One of the more important ways in which the immune system declines with age is that its composition shifts towards large duplicated collections of comparatively useless cells involved in coordination and memory of threats, and this is at the expense of a shrinking population of cells capable of destroying those threats. The supply of new immune cells is a slow trickle in adults; evolutionary pressures led to a system that starts up very rapidly in youth and generates large numbers of cells at that time. By adulthood the organ responsible for marshaling new T cells of the adaptive immune system, the thymus, has atrophied. The pressures put on the immune system to shift cells into roles other than attacking and destroying pathogens don't let up, however. The end result is an immune system become ever more poorly configured as a whole: too many librarians and bureaucrats, too few warriors. The body is always under attack from pathogens, but the immune system is also responsible for destroying errant cells, such as those become cancerous or senescent. That the immune system falls down on this front is just as bad as the frailty that stems from a growing inability to resist common infectious diseases.
None of this considers the age-related toll of cellular damage or other harms caused to the stem cell populations responsible for generating immune cells. That is also an issue. Putting that to one side for the moment, however, there are several ways in which the aging immune system could be reconfigured. All of them are within reach of modern biotechnology, and have been demonstrated in the laboratory to some extent: all are in that awkward period of being technically feasible but not yet earnestly in development as a therapy. Firstly, the supply of new immune cells cells could be increased by regenerating the thymus such that it behaves as though the patient is young once more. Secondly the population of useless immune cells could be cleared away by targeted cell destruction technologies, which will prompt the body to replace them with new cells capable of attacking pathogens. Lastly large numbers of immune cells could be generated from the patient's own stem cells and delivered via infusion on a regular basis; in theory far more cells than usually present in the body could be provided in this way, greatly increasing the capabilities of the immune system while they survive.

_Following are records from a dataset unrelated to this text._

//! Process-wide configuration
//!
//! SLA thresholds have no safe defaults; they load once at startup and
//! a missing or nonsensical value is fatal. The finalizer knobs follow
//! the usual struct-with-defaults pattern.

use serde::{Deserialize, Serialize};
use std::time::Duration;
use thiserror::Error;

#[derive(Debug, Error)]
pub enum ConfigError {
    #[error("configuration parse failure: {0}")]
    Parse(#[from] toml::de::Error),

    #[error("invalid SLA configuration: {0}")]
    Invalid(String),
}

/// Compliance SLA thresholds. Loaded once, read-only thereafter.
#[derive(Debug, Clone, Copy, PartialEq, Serialize, Deserialize)]
pub struct SlaConfig {
    /// Grace period (ms) after a trip's last event during which late
    /// telemetry may still arrive before finalization.
    pub max_telemetry_time_ms: i64,

    /// Distance (meters) above which a successive telemetry jump inside
    /// a trip counts as a violation.
    pub max_telemetry_distance_m: f64,

    /// Lateness threshold (ms) for trip_start/trip_end delivery.
    pub max_start_end_time_ms: i64,

    /// Lateness threshold (ms) for trip_enter/trip_leave delivery.
    pub max_enter_leave_time_ms: i64,
}

#[derive(Debug, Deserialize)]
struct ConfigFile {
    compliance_sla: SlaConfig,
}

impl SlaConfig {
    /// Parse the `[compliance_sla]` table out of a TOML document.
    pub fn from_toml_str(raw: &str) -> Result<Self, ConfigError> {
        let file: ConfigFile = toml::from_str(raw)?;
        file.compliance_sla.validate()?;
        Ok(file.compliance_sla)
    }

    pub fn validate(&self) -> Result<(), ConfigError> {
        if self.max_telemetry_time_ms <= 0 {
            return Err(ConfigError::Invalid(format!(
                "max_telemetry_time_ms must be positive, got {}",
                self.max_telemetry_time_ms
            )));
        }
        if !(self.max_telemetry_distance_m > 0.0) {
            return Err(ConfigError::Invalid(format!(
                "max_telemetry_distance_m must be positive, got {}",
                self.max_telemetry_distance_m
            )));
        }
        if self.max_start_end_time_ms <= 0 || self.max_enter_leave_time_ms <= 0 {
            return Err(ConfigError::Invalid(
                "lateness thresholds must be positive".to_string(),
            ));
        }
        Ok(())
    }
}

/// Knobs for the periodic trip finalizer.
#[derive(Debug, Clone)]
pub struct FinalizerConfig {
    /// How often to sweep open trips.
    pub sweep_interval: Duration,

    /// How many device keys to pull from the store per page.
    pub device_batch_size: usize,
}

impl Default for FinalizerConfig {
    fn default() -> Self {
        Self {
            sweep_interval: Duration::from_secs(60),
            device_batch_size: 64,
        }
    }
}

#[cfg(test)]
mod tests {
    use super::*;

    #[test]
    fn test_parse_sla_from_toml() {
        let raw = r#"
            [compliance_sla]
            max_telemetry_time_ms = 86400000
            max_telemetry_distance_m = 100.0
            max_start_end_time_ms = 30000
            max_enter_leave_time_ms = 30000
        "#;
        let sla = SlaConfig::from_toml_str(raw).unwrap();
        assert_eq!(sla.max_telemetry_time_ms, 86_400_000);
        assert_eq!(sla.max_telemetry_distance_m, 100.0);
    }

    #[test]
    fn test_missing_sla_section_is_fatal() {
        let err = SlaConfig::from_toml_str("[other]\nx = 1\n").unwrap_err();
        assert!(matches!(err, ConfigError::Parse(_)));
    }

    #[test]
    fn test_nonpositive_threshold_is_fatal() {
        let raw = r#"
            [compliance_sla]
            max_telemetry_time_ms = 0
            max_telemetry_distance_m = 100.0
            max_start_end_time_ms = 30000
            max_enter_leave_time_ms = 30000
        "#;
        let err = SlaConfig::from_toml_str(raw).unwrap_err();
        assert!(matches!(err, ConfigError::Invalid(_)));
    }
}
//! Telemetry-to-trip matching
//!
//! Telemetry carries no trip id. A point belongs to the most recently
//! started open trip that had already begun when the point was
//! recorded; anything else is an orphan.

use crate::state::TripEventMap;
use crate::types::Timestamp;
use uuid::Uuid;

/// Resolve which open trip a telemetry point recorded at `at` belongs
/// to.
///
/// Each trip's start is its earliest trip_start/trip_enter timestamp;
/// the winner is the trip with the greatest start `<= at`. Trips whose
/// buckets hold no start-class event yet are skipped. When several
/// trips share the winning start timestamp the lexicographically
/// smallest trip id wins — the map iterates in trip-id order and a
/// candidate only replaces the current best on a strictly greater
/// start.
pub fn resolve_trip(trips: &TripEventMap, at: Timestamp) -> Option<Uuid> {
    let mut best: Option<(Timestamp, Uuid)> = None;
    for (trip_id, events) in trips {
        let start = events
            .iter()
            .filter(|e| e.event_type.starts_trip())
            .map(|e| e.timestamp)
            .min();
        let Some(start) = start else {
            continue;
        };
        if start > at {
            continue;
        }
        if best.map_or(true, |(best_start, _)| start > best_start) {
            best = Some((start, *trip_id));
        }
    }
    best.map(|(_, trip_id)| trip_id)
}
//! Micro-benchmarks for the hot per-message paths: classification and
//! distance math.

use criterion::{criterion_group, criterion_main, Criterion};
use std::hint::black_box;
use tripflow_core::matcher::resolve_trip;
use tripflow_core::quality::classify;
use tripflow_core::state::{DeviceState, TripEvent, TripEventMap};
use tripflow_core::types::{
    GpsPoint, InboundEvent, InboundMessage, TelemetryData, VehicleEventType, VehicleType,
};
use uuid::Uuid;

fn sample_event(timestamp: i64) -> InboundEvent {
    InboundEvent {
        provider_id: Uuid::nil(),
        device_id: Uuid::nil(),
        vehicle_type: VehicleType::Scooter,
        event_type: VehicleEventType::TripStart,
        event_type_reason: None,
        telemetry: Some(TelemetryData {
            gps: GpsPoint {
                lat: 34.05,
                lng: -118.24,
            },
            charge: Some(0.8),
        }),
        trip_id: Some(Uuid::nil()),
        service_area_id: None,
        timestamp,
        recorded: timestamp,
    }
}

fn open_trips(count: usize) -> TripEventMap {
    let mut trips = TripEventMap::new();
    for i in 0..count {
        trips.insert(
            Uuid::new_v4(),
            vec![TripEvent {
                vehicle_type: VehicleType::Scooter,
                timestamp: 1_000 * (i as i64 + 1),
                event_type: VehicleEventType::TripStart,
                event_type_reason: None,
                gps: None,
                service_area_id: None,
                annotation: None,
                annotation_version: 1,
            }],
        );
    }
    trips
}

fn bench_classify(c: &mut Criterion) {
    let message = InboundMessage::Event(sample_event(2_000));
    let current = DeviceState::from_event(&sample_event(1_000), None, 1);
    c.bench_function("classify_event", |b| {
        b.iter(|| classify(black_box(&message), black_box(Some(&current)), None));
    });
}

fn bench_resolve_trip(c: &mut Criterion) {
    let trips = open_trips(16);
    c.bench_function("resolve_trip_16_open", |b| {
        b.iter(|| resolve_trip(black_box(&trips), black_box(10_000)));
    });
}

fn bench_haversine(c: &mut Criterion) {
    let a = GpsPoint {
        lat: 34.05,
        lng: -118.24,
    };
    let b_point = GpsPoint {
        lat: 34.10,
        lng: -118.30,
    };
    c.bench_function("haversine", |b| {
        b.iter(|| tripflow_core::geo::haversine(black_box(a), black_box(b_point)));
    });
}

criterion_group!(benches, bench_classify, bench_resolve_trip, bench_haversine);
criterion_main!(benches);
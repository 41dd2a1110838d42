//! Message processing pipeline
//!
//! One entry point per message type, invoked once per inbound message
//! by any number of concurrent workers. Flow: quality gate → monotonic
//! state merge → trip event binding or telemetry matching → durable
//! history row. The caller acknowledges the message only after `Ok`,
//! including intentional rejects.

use crate::annotate::{AnnotationError, Annotator};
use crate::matcher;
use crate::quality::{classify, Classification};
use crate::state::{DeviceState, TripEvent, TripTelemetry};
use crate::store::{
    MergeOutcome, RejectionKind, StateStore, StoreError, TelemetryAppend, TripStore,
};
use crate::types::{InboundEvent, InboundMessage, InboundTelemetry};
use std::sync::Arc;
use thiserror::Error;
use tracing::{debug, warn};

/// Processing failure. Both variants are transient from the broker's
/// point of view: nothing was acknowledged, the message is redelivered.
#[derive(Debug, Error)]
pub enum PipelineError {
    #[error(transparent)]
    Store(#[from] StoreError),

    #[error(transparent)]
    Annotation(#[from] AnnotationError),
}

/// What happened to an accepted message's trip attribution.
#[derive(Debug, Clone, Copy, PartialEq, Eq)]
pub enum TripBinding {
    /// Event appended to a trip event bucket.
    Event,
    /// Telemetry matched an open trip and joined its bucket.
    Telemetry,
    /// Telemetry matched no open trip; logged, counted, dropped.
    Orphaned,
    /// Message had no trip to bind to (non-trip event).
    None,
}

/// Observable outcome of processing one message.
#[derive(Debug, Clone, Copy, PartialEq, Eq)]
pub enum ProcessOutcome {
    Accepted {
        merge: MergeOutcome,
        binding: TripBinding,
    },
    Rejected(Classification),
}

/// The ingestion pipeline. Cheap to clone behind `Arc`s; safe to share
/// across workers because every state mutation is an atomic store
/// operation.
pub struct Pipeline {
    state: Arc<dyn StateStore>,
    trips: Arc<dyn TripStore>,
    annotator: Arc<dyn Annotator>,
}

impl Pipeline {
    pub fn new(
        state: Arc<dyn StateStore>,
        trips: Arc<dyn TripStore>,
        annotator: Arc<dyn Annotator>,
    ) -> Self {
        Self {
            state,
            trips,
            annotator,
        }
    }

    /// Process one inbound message of either type.
    pub async fn process(
        &self,
        message: InboundMessage,
    ) -> Result<ProcessOutcome, PipelineError> {
        let key = message.key();
        let current = self.state.device_state(&key).await?;

        // Open trips are only consulted for continuation events; the
        // gate never needs them otherwise.
        let open_trips = match &message {
            InboundMessage::Event(e) if e.event_type.is_trip_continuation() => {
                self.state.trip_events(&key).await?
            }
            _ => None,
        };

        let classification = classify(&message, current.as_ref(), open_trips.as_ref());
        if let Some(kind) = classification.rejection_kind() {
            self.state
                .record_rejection(message.provider_id(), kind)
                .await?;
            debug!(
                "rejected {} message for {key} at {}",
                classification,
                message.timestamp()
            );
            return Ok(ProcessOutcome::Rejected(classification));
        }

        match message {
            InboundMessage::Event(event) => self.apply_event(event).await,
            InboundMessage::Telemetry(telemetry) => self.apply_telemetry(telemetry).await,
        }
    }

    /// Process a vehicle lifecycle event.
    pub async fn process_event(
        &self,
        event: InboundEvent,
    ) -> Result<ProcessOutcome, PipelineError> {
        self.process(InboundMessage::Event(event)).await
    }

    /// Process a telemetry sample.
    pub async fn process_telemetry(
        &self,
        telemetry: InboundTelemetry,
    ) -> Result<ProcessOutcome, PipelineError> {
        self.process(InboundMessage::Telemetry(telemetry)).await
    }

    async fn apply_event(&self, event: InboundEvent) -> Result<ProcessOutcome, PipelineError> {
        let key = event.key();

        // Fail closed: no unannotated state is ever persisted.
        let annotation = match &event.telemetry {
            Some(t) => Some(self.annotator.annotate(&t.gps)?),
            None => None,
        };
        let annotation_version = self.annotator.version();

        let state_row = DeviceState::from_event(&event, annotation.clone(), annotation_version);
        let merge = self.state.merge_device_state(state_row.clone()).await?;

        let binding = if event.event_type.is_trip_event() {
            match event.trip_id {
                Some(trip_id) => {
                    let trip_event = TripEvent {
                        vehicle_type: event.vehicle_type,
                        timestamp: event.timestamp,
                        event_type: event.event_type.clone(),
                        event_type_reason: event.event_type_reason.clone(),
                        gps: event.telemetry.as_ref().map(|t| t.gps),
                        service_area_id: event.service_area_id,
                        annotation: annotation.clone(),
                        annotation_version,
                    };
                    self.state
                        .append_trip_event(&key, trip_id, trip_event)
                        .await?;

                    // An event-borne GPS fix belongs to the trip's route
                    // as well; the append is idempotent on timestamp.
                    if let Some(t) = &event.telemetry {
                        let point = TripTelemetry {
                            timestamp: event.timestamp,
                            latitude: Some(t.gps.lat),
                            longitude: Some(t.gps.lng),
                            service_area_id: event.service_area_id,
                            annotation: annotation.clone(),
                            annotation_version,
                        };
                        self.state
                            .append_trip_telemetry(&key, trip_id, point)
                            .await?;
                    }
                    TripBinding::Event
                }
                None => {
                    warn!(
                        "trip event {} for {key} carries no trip_id; state merged, not bound",
                        event.event_type
                    );
                    TripBinding::None
                }
            }
        } else {
            TripBinding::None
        };

        self.trips.insert_device_state(state_row).await?;
        Ok(ProcessOutcome::Accepted { merge, binding })
    }

    async fn apply_telemetry(
        &self,
        telemetry: InboundTelemetry,
    ) -> Result<ProcessOutcome, PipelineError> {
        let key = telemetry.key();

        let annotation = Some(self.annotator.annotate(&telemetry.gps)?);
        let annotation_version = self.annotator.version();

        let state_row =
            DeviceState::from_telemetry(&telemetry, annotation.clone(), annotation_version);
        let merge = self.state.merge_device_state(state_row.clone()).await?;

        let open_trips = self.state.trip_events(&key).await?;
        let resolved = open_trips
            .as_ref()
            .and_then(|trips| matcher::resolve_trip(trips, telemetry.timestamp));

        let binding = match resolved {
            Some(trip_id) => {
                let point = TripTelemetry {
                    timestamp: telemetry.timestamp,
                    latitude: Some(telemetry.gps.lat),
                    longitude: Some(telemetry.gps.lng),
                    service_area_id: None,
                    annotation,
                    annotation_version,
                };
                match self
                    .state
                    .append_trip_telemetry(&key, trip_id, point)
                    .await?
                {
                    TelemetryAppend::Appended => {
                        debug!("telemetry at {} joined trip {trip_id}", telemetry.timestamp);
                    }
                    TelemetryAppend::DuplicateTimestamp => {
                        debug!(
                            "telemetry at {} already present on trip {trip_id}",
                            telemetry.timestamp
                        );
                    }
                }
                TripBinding::Telemetry
            }
            None => {
                warn!(
                    "telemetry for {key} at {} matched no open trip; dropped",
                    telemetry.timestamp
                );
                self.state
                    .record_rejection(telemetry.provider_id, RejectionKind::OrphanedTelemetry)
                    .await?;
                TripBinding::Orphaned
            }
        };

        self.trips.insert_device_state(state_row).await?;
        Ok(ProcessOutcome::Accepted { merge, binding })
    }
}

The open access research quoted below is an example of that third approach. It is worth noting that I have painted with very broad strokes in the description above. The immune system is a city of many different specialized classes of inhabitant, each performing just a few of a very wide range of jobs. It is a very complex and dynamic system of interactions and behaviors. So it is the case that benefits might be obtained just by focusing down on a few specific subtypes of immune cell when generating and delivering large numbers of them as a therapy. The full paper is available in PDF format only at this point, but worth a look.
Invariant natural killer T (iNKT) cells comprise a small population of αβ T lymphocytes. They bridge the innate and adaptive immune systems and mediate strong and rapid responses to many diseases, including cancer, infections, allergies, and autoimmunity. However, the study of iNKT cell biology and the therapeutic applications of these cells are greatly limited by their small numbers in vivo (∼0.01-1% in mouse and human blood).
Here, we report a new method to generate large numbers of iNKT cells in mice through T-cell receptor (TCR) gene engineering of hematopoietic stem cells (HSCs). We showed that iNKT TCR-engineered HSCs could generate a clonal population of iNKT cells. These HSC-engineered iNKT cells displayed the typical iNKT cell phenotype and functionality. They followed a two-stage developmental path, first in thymus and then in the periphery, resembling that of endogenous iNKT cells.
When tested in a mouse melanoma lung metastasis model, the HSC-engineered iNKT cells effectively protected mice from tumor metastasis. This method provides a powerful and high-throughput tool to investigate the in vivo development and functionality of clonal iNKT cells in mice. More importantly, this method takes advantage of the self-renewal and longevity of HSCs to generate a long-term supply of engineered iNKT cells, thus opening up a new avenue for iNKT cell-based immunotherapy.